The museum is seeking a professional quote. To lay the heavy paving slabs which we dug up and wheeled away to place on pallets. I really wasn't looking forward to laying them as well. 65kg is far too much for young and fit workers without specialist tools. Using pensioners is risking serious injury. These days the professionals use suction lifts mounted on excavators.
After lunch I raked leaves and barrowed them away to the compost heap in the nearby woods. Then I shopped on the way home.
14.30 4C/40F with a very heavy overcast. The lounge had dropped to 12C/54F. So I lit the stove for the first time today. I wanted to check how cold it would get without my intervention. Still 16C/61F upstairs.

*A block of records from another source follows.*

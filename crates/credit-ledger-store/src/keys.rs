//! Key encoding utilities for `RocksDB`.
//!
//! Account IDs are variable length, so every key starts with a one-byte
//! length prefix. This keeps prefix scans for `"ab"` from matching `"abc"`.

use credit_ledger_core::AccountId;

/// Create the key prefix shared by everything stored for an account.
///
/// Format: `len (1 byte) || account_id`
#[must_use]
pub fn account_prefix(account_id: &AccountId) -> Vec<u8> {
    let bytes = account_id.as_bytes();
    let mut key = Vec::with_capacity(1 + bytes.len() + 8);
    // AccountId is at most 128 bytes.
    key.push(u8::try_from(bytes.len()).unwrap_or(u8::MAX));
    key.extend_from_slice(bytes);
    key
}

/// Create an account record key.
#[must_use]
pub fn account_key(account_id: &AccountId) -> Vec<u8> {
    account_prefix(account_id)
}

/// Create a ledger entry key.
///
/// Format: `account_prefix || sequence (8 bytes, big-endian)`
///
/// Big-endian sequences make a forward scan chronological.
#[must_use]
pub fn entry_key(account_id: &AccountId, sequence: u64) -> Vec<u8> {
    let mut key = account_prefix(account_id);
    key.extend_from_slice(&sequence.to_be_bytes());
    key
}

/// Create a payment reference key.
///
/// Format: `account_prefix || reference`
#[must_use]
pub fn reference_key(account_id: &AccountId, reference: &str) -> Vec<u8> {
    let mut key = account_prefix(account_id);
    key.extend_from_slice(reference.as_bytes());
    key
}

My nice new, neighbours have hung Christmas lights on some of their small, garden trees. We used to have a long string of Christmas lights to hang along the top of the greenhouse. I don't know where they are now. I found a pretty set of light which we used to hang along the TV wall. They are now arranged tastefully[?] in a double swag in the front dormer window.
During my search for the lights I found some bits of cloth. Which I had somehow managed to cling onto. 99.5% went straight to the charity shops. A duvet cover makes a reasonable tablecloth. Ignore the scruffy plasterboard in the background. The whole wall needs to be covered again!
Dinner was fish fingers with pasta and peas. Followed by tomato soup and a bread roll.